In its simplest form, a private TCP/IP network that securely shares information using Hypertext Transfer Protocol (HTTP) and other Internet protocols with business partners such as vendors, suppliers, and wholesale customers. An extranet is thus a corporate intranet that is exposed over the Internet to certain specific groups that need access to it. Extranets built in this fashion follow the client/server paradigm, with Web servers such as Microsoft Internet Information Services (IIS) functioning as the server, and Web browsers such as Microsoft Internet Explorer functioning as the client. Other extranet models exist, however, such as a peer-to-peer business connection for electronic data interchange (EDI).

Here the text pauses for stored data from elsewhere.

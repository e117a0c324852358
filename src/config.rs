//! Codec configuration with layered sources.
//!
//! Precedence, lowest first: profile defaults, configuration file, `WIREHAIR_*`
//! environment variables, programmatic overrides.
//!
//! The file format is a minimal `key = value` syntax under a `[codec]` section:
//!
//! ```text
//! [codec]
//! block_size = 1200
//! check_blocks = auto
//! seed = 7
//! max_seed_attempts = 512
//! ```

use std::collections::BTreeMap;
use std::path::{Path, PathBuf};

use serde::{Deserialize, Serialize};

use crate::codec::params::DEFAULT_SEED_ATTEMPTS;
use crate::codec::{
    CodeParams, FixedParams, ParameterPolicy, SimulatedParams, MAX_CHECK_BLOCKS,
};

const ENV_KEYS: [&str; 4] = [
    "WIREHAIR_BLOCK_SIZE",
    "WIREHAIR_CHECK_BLOCKS",
    "WIREHAIR_SEED",
    "WIREHAIR_MAX_SEED_ATTEMPTS",
];

/// Codec settings.
#[derive(Debug, Clone, PartialEq, Eq, Serialize, Deserialize)]
pub struct CodecConfig {
    /// Payload bytes per block.
    pub block_size: usize,
    /// Fixed M; `None` derives it from K.
    pub check_blocks: Option<u16>,
    /// Fixed seed; `None` searches for one.
    pub seed: Option<u32>,
    /// Seeds tried per K when searching.
    pub max_seed_attempts: u32,
}

impl Default for CodecConfig {
    fn default() -> Self {
        CodecProfile::Default.to_config()
    }
}

impl CodecConfig {
    /// Checks value ranges.
    pub fn validate(&self) -> Result<(), ConfigError> {
        if self.block_size == 0 {
            return Err(ConfigError::InvalidBlockSize);
        }
        if let Some(m) = self.check_blocks {
            if !(2..=MAX_CHECK_BLOCKS).contains(&m) {
                return Err(ConfigError::InvalidCheckBlocks(m));
            }
        }
        if self.max_seed_attempts == 0 {
            return Err(ConfigError::InvalidSeedAttempts);
        }
        Ok(())
    }

    /// Parameter policy implied by the fixed fields.
    ///
    /// Both `check_blocks` and `seed` set gives a fixed pair. A seed alone
    /// fixes the seed with the default M. Otherwise seeds are searched, with
    /// the process-wide memoized policy when nothing is customized.
    #[must_use]
    pub fn parameter_policy(&self) -> Box<dyn ParameterPolicy> {
        match (self.check_blocks, self.seed) {
            (Some(m), Some(seed)) => Box::new(FixedParams::new(CodeParams::new(m, seed))),
            (None, Some(seed)) => Box::new(FixedParams::seed_only(seed)),
            (Some(m), None) => Box::new(
                SimulatedParams::new()
                    .with_check_blocks(m)
                    .with_max_attempts(self.max_seed_attempts),
            ),
            (None, None) if self.max_seed_attempts == DEFAULT_SEED_ATTEMPTS => {
                Box::new(SimulatedParams::global())
            }
            (None, None) => {
                Box::new(SimulatedParams::new().with_max_attempts(self.max_seed_attempts))
            }
        }
    }
}

/// Pre-defined configuration profiles.
#[derive(Debug, Clone)]
pub enum CodecProfile {
    /// 1 KiB blocks.
    Default,
    /// Blocks sized to fit a typical UDP datagram.
    Datagram,
    /// 64 KiB blocks for large transfers.
    Bulk,
    /// User-provided configuration.
    Custom(Box<CodecConfig>),
}

impl CodecProfile {
    /// Expands the profile into a concrete configuration.
    #[must_use]
    pub fn to_config(&self) -> CodecConfig {
        let base = CodecConfig {
            block_size: 1024,
            check_blocks: None,
            seed: None,
            max_seed_attempts: DEFAULT_SEED_ATTEMPTS,
        };
        match self {
            Self::Default => base,
            Self::Datagram => CodecConfig {
                block_size: 1200,
                ..base
            },
            Self::Bulk => CodecConfig {
                block_size: 64 * 1024,
                ..base
            },
            Self::Custom(config) => config.as_ref().clone(),
        }
    }
}

/// Configuration loader with layered sources.
#[derive(Debug, Clone)]
pub struct ConfigLoader {
    profile: CodecProfile,
    file_path: Option<PathBuf>,
    overrides: BTreeMap<String, String>,
}

impl ConfigLoader {
    /// Creates a loader with the default profile.
    #[must_use]
    pub fn new() -> Self {
        Self {
            profile: CodecProfile::Default,
            file_path: None,
            overrides: BTreeMap::new(),
        }
    }

    /// Sets the base profile.
    #[must_use]
    pub fn profile(mut self, profile: CodecProfile) -> Self {
        self.profile = profile;
        self
    }

    /// Sets a file path for config loading.
    #[must_use]
    pub fn file(mut self, path: impl Into<PathBuf>) -> Self {
        self.file_path = Some(path.into());
        self
    }

    /// Adds a programmatic override (highest precedence), keyed like the
    /// environment variables, e.g. `WIREHAIR_BLOCK_SIZE`.
    #[must_use]
    pub fn override_value(mut self, key: impl Into<String>, value: impl Into<String>) -> Self {
        self.overrides.insert(key.into(), value.into());
        self
    }

    /// Loads and validates the configuration.
    pub fn load(&self) -> Result<CodecConfig, ConfigError> {
        self.load_with_env(std::env::vars())
    }

    fn load_with_env<I>(&self, vars: I) -> Result<CodecConfig, ConfigError>
    where
        I: IntoIterator<Item = (String, String)>,
    {
        let mut config = if let Some(path) = &self.file_path {
            load_from_file(path, &self.profile)?
        } else {
            self.profile.to_config()
        };

        let env: BTreeMap<String, String> = vars
            .into_iter()
            .filter(|(key, _)| ENV_KEYS.contains(&key.as_str()))
            .collect();
        apply_overrides(&mut config, &env)?;
        apply_overrides(&mut config, &self.overrides)?;
        config.validate()?;
        Ok(config)
    }
}

impl Default for ConfigLoader {
    fn default() -> Self {
        Self::new()
    }
}

/// Configuration errors.
#[derive(Debug, thiserror::Error)]
pub enum ConfigError {
    /// I/O error while reading configuration.
    #[error("config I/O error: {0}")]
    Io(#[from] std::io::Error),
    /// Parse error.
    #[error("config parse error: {0}")]
    Parse(String),
    /// Block size of zero.
    #[error("block_size must be > 0")]
    InvalidBlockSize,
    /// Check block count out of range.
    #[error("check_blocks out of range: {0}")]
    InvalidCheckBlocks(u16),
    /// Zero seed attempts.
    #[error("max_seed_attempts must be > 0")]
    InvalidSeedAttempts,
    /// Unknown override key.
    #[error("invalid override: {0}")]
    InvalidOverride(String),
}

fn load_from_file(path: &Path, profile: &CodecProfile) -> Result<CodecConfig, ConfigError> {
    let contents = std::fs::read_to_string(path)?;
    parse_config(&contents, profile.to_config())
}

fn apply_overrides(
    config: &mut CodecConfig,
    overrides: &BTreeMap<String, String>,
) -> Result<(), ConfigError> {
    for (key, value) in overrides {
        apply_env_override(config, key, value)?;
    }
    Ok(())
}

fn apply_env_override(config: &mut CodecConfig, key: &str, value: &str) -> Result<(), ConfigError> {
    match key {
        "WIREHAIR_BLOCK_SIZE" => config.block_size = parse_usize(value, key)?,
        "WIREHAIR_CHECK_BLOCKS" => config.check_blocks = parse_auto(value, key, parse_u16)?,
        "WIREHAIR_SEED" => config.seed = parse_auto(value, key, parse_u32)?,
        "WIREHAIR_MAX_SEED_ATTEMPTS" => config.max_seed_attempts = parse_u32(value, key)?,
        _ => return Err(ConfigError::InvalidOverride(key.to_string())),
    }
    Ok(())
}

fn parse_config(contents: &str, base: CodecConfig) -> Result<CodecConfig, ConfigError> {
    let mut config = base;
    let mut section = String::new();

    for (line_idx, raw) in contents.lines().enumerate() {
        let line = raw.trim();
        if line.is_empty() || line.starts_with('#') || line.starts_with("//") {
            continue;
        }

        if line.starts_with('[') && line.ends_with(']') {
            section = line[1..line.len() - 1].trim().to_lowercase();
            continue;
        }

        let (key, value) = line
            .split_once('=')
            .ok_or_else(|| ConfigError::Parse(format!("line {}: {}", line_idx + 1, line)))?;
        let key = key.trim();
        let value = value.trim().trim_matches('"');

        apply_section_kv(&mut config, &section, key, value)?;
    }

    Ok(config)
}

fn apply_section_kv(
    config: &mut CodecConfig,
    section: &str,
    key: &str,
    value: &str,
) -> Result<(), ConfigError> {
    match section {
        "codec" => apply_codec_kv(config, key, value),
        "" => Err(ConfigError::Parse(format!(
            "missing section for key: {key}"
        ))),
        _ => Err(ConfigError::Parse(format!("unknown section: {section}"))),
    }
}

fn apply_codec_kv(config: &mut CodecConfig, key: &str, value: &str) -> Result<(), ConfigError> {
    match key {
        "block_size" => config.block_size = parse_usize(value, key)?,
        "check_blocks" => config.check_blocks = parse_auto(value, key, parse_u16)?,
        "seed" => config.seed = parse_auto(value, key, parse_u32)?,
        "max_seed_attempts" => config.max_seed_attempts = parse_u32(value, key)?,
        _ => return Err(ConfigError::Parse(format!("unknown key: codec.{key}"))),
    }
    Ok(())
}

/// `auto` (or empty) clears an optional setting.
fn parse_auto<T>(
    value: &str,
    key: &str,
    parse: fn(&str, &str) -> Result<T, ConfigError>,
) -> Result<Option<T>, ConfigError> {
    if value.is_empty() || value.eq_ignore_ascii_case("auto") {
        Ok(None)
    } else {
        parse(value, key).map(Some)
    }
}

fn parse_usize(value: &str, key: &str) -> Result<usize, ConfigError> {
    value
        .parse::<usize>()
        .map_err(|_| ConfigError::Parse(format!("invalid usize for {key}: {value}")))
}

fn parse_u32(value: &str, key: &str) -> Result<u32, ConfigError> {
    value
        .parse::<u32>()
        .map_err(|_| ConfigError::Parse(format!("invalid u32 for {key}: {value}")))
}

fn parse_u16(value: &str, key: &str) -> Result<u16, ConfigError> {
    value
        .parse::<u16>()
        .map_err(|_| ConfigError::Parse(format!("invalid u16 for {key}: {value}")))
}
//! Packed GF(2) bit matrices.
//!
//! Rows are stored back to back as 64-bit words; bit `c` of a row lives in word
//! `c / 64` at position `c % 64`. Addition over GF(2) is XOR, so row operations
//! reduce to word-wise XOR.

use super::CodecError;

/// Number of 64-bit words needed for `cols` bits.
#[inline]
#[must_use]
pub const fn words_for(cols: usize) -> usize {
    cols.div_ceil(64)
}

/// Allocates a zeroed vector, reporting allocator refusal as an error.
pub(crate) fn try_zeroed<T: Clone + Default>(len: usize) -> Result<Vec<T>, CodecError> {
    let mut v = Vec::new();
    v.try_reserve_exact(len)
        .map_err(|_| CodecError::AllocationFailed {
            bytes: len.saturating_mul(std::mem::size_of::<T>()),
        })?;
    v.resize(len, T::default());
    Ok(v)
}

/// A dense bit matrix over GF(2).
#[derive(Clone, PartialEq, Eq)]
pub struct BitMatrix {
    rows: usize,
    cols: usize,
    pitch: usize,
    words: Vec<u64>,
}

impl BitMatrix {
    /// Creates an all-zero `rows x cols` matrix.
    pub fn try_zeros(rows: usize, cols: usize) -> Result<Self, CodecError> {
        let pitch = words_for(cols);
        let len = rows
            .checked_mul(pitch)
            .ok_or(CodecError::AllocationFailed { bytes: usize::MAX })?;
        Ok(Self {
            rows,
            cols,
            pitch,
            words: try_zeroed(len)?,
        })
    }

    /// Number of rows.
    #[inline]
    #[must_use]
    pub const fn rows(&self) -> usize {
        self.rows
    }

    /// Number of columns.
    #[inline]
    #[must_use]
    pub const fn cols(&self) -> usize {
        self.cols
    }

    /// Words per row.
    #[inline]
    #[must_use]
    pub const fn pitch(&self) -> usize {
        self.pitch
    }

    /// Returns bit `(row, col)`.
    #[inline]
    #[must_use]
    pub fn get(&self, row: usize, col: usize) -> bool {
        debug_assert!(row < self.rows && col < self.cols);
        (self.words[row * self.pitch + col / 64] >> (col % 64)) & 1 == 1
    }

    /// Sets bit `(row, col)`.
    #[inline]
    pub fn set(&mut self, row: usize, col: usize) {
        debug_assert!(row < self.rows && col < self.cols);
        self.words[row * self.pitch + col / 64] |= 1u64 << (col % 64);
    }

    /// Clears bit `(row, col)`.
    #[inline]
    pub fn clear(&mut self, row: usize, col: usize) {
        debug_assert!(row < self.rows && col < self.cols);
        self.words[row * self.pitch + col / 64] &= !(1u64 << (col % 64));
    }

    /// Toggles bit `(row, col)`.
    #[inline]
    pub fn flip(&mut self, row: usize, col: usize) {
        debug_assert!(row < self.rows && col < self.cols);
        self.words[row * self.pitch + col / 64] ^= 1u64 << (col % 64);
    }

    /// Packed words of `row`.
    #[inline]
    #[must_use]
    pub fn row(&self, row: usize) -> &[u64] {
        &self.words[row * self.pitch..(row + 1) * self.pitch]
    }

    /// Mutable packed words of `row`.
    #[inline]
    pub fn row_mut(&mut self, row: usize) -> &mut [u64] {
        &mut self.words[row * self.pitch..(row + 1) * self.pitch]
    }

    /// `row[dst] ^= row[src]`, touching words `from_word..pitch` only.
    ///
    /// Callers pass a non-zero `from_word` when both rows are known to be zero
    /// below it.
    pub fn xor_row(&mut self, dst: usize, src: usize, from_word: usize) {
        debug_assert_ne!(dst, src);
        let pitch = self.pitch;
        for w in from_word..pitch {
            let v = self.words[src * pitch + w];
            self.words[dst * pitch + w] ^= v;
        }
    }

    /// Column indices of the set bits of `row`, ascending.
    pub fn ones(&self, row: usize) -> Ones<'_> {
        Ones {
            words: self.row(row),
            index: 0,
            current: self.row(row).first().copied().unwrap_or(0),
        }
    }
}

impl std::fmt::Debug for BitMatrix {
    fn fmt(&self, f: &mut std::fmt::Formatter<'_>) -> std::fmt::Result {
        writeln!(f, "BitMatrix({}x{})", self.rows, self.cols)?;
        for r in 0..self.rows {
            for c in 0..self.cols {
                f.write_str(if self.get(r, c) { "1" } else { "0" })?;
            }
            writeln!(f)?;
        }
        Ok(())
    }
}

/// Iterator over set bit positions in one packed row.
#[derive(Debug, Clone)]
pub struct Ones<'a> {
    words: &'a [u64],
    index: usize,
    current: u64,
}

impl Iterator for Ones<'_> {
    type Item = usize;

    fn next(&mut self) -> Option<usize> {
        while self.current == 0 {
            self.index += 1;
            if self.index >= self.words.len() {
                return None;
            }
            self.current = self.words[self.index];
        }
        let bit = self.current.trailing_zeros() as usize;
        self.current &= self.current - 1;
        Some(self.index * 64 + bit)
    }
}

Extranets are a powerful tool because they let businesses share resources on their own private networks over the Internet with suppliers, vendors, business partners, or customers. Extranets are typically used for supporting real-time supply chains, for enabling business partners to work together, or to share information such as catalogs with customers. The power of the extranet is that it leverages the existing technology of the Internet to increase the power, flexibility, and competitiveness of businesses utilizing well-known and easily used tools such as Web servers and Web browsers. Extranets also save companies money by allowing them to establish business-to-business connectivity over the Internet instead of using expensive, dedicated leased lines. Extranets can also save money by reducing phone and fax costs.
How It Works
Peer-to-peer extranets between business partners typically use virtual private networks (VPNs) to establish secure, encrypted communication over the unsecured public Internet for the transmission of sensitive business information, such as EDI between partners, or between headquarters and branch offices. These extranets act as dedicated gateways between business partners and generally do not allow private access to individual users. Peer-to-peer extranets can use Internet Protocol Security (IPSec) with a public key infrastructure (PKI) to provide IP-based authentication and encrypted transmission of information.
Client/server extranets have different requirements, as individual users need to be authenticated before receiving secure, encrypted access to company resources. Instead of authenticating on the basis of IP addresses as in peer-to-peer extranets, users must be authenticated using user accounts or digital certificates mapped to accounts. Client/server extranets might support HTTP access only or might allow other client/server applications to run. Encryption for HTTP access is performed using the Secure Sockets Layer (SSL) protocol.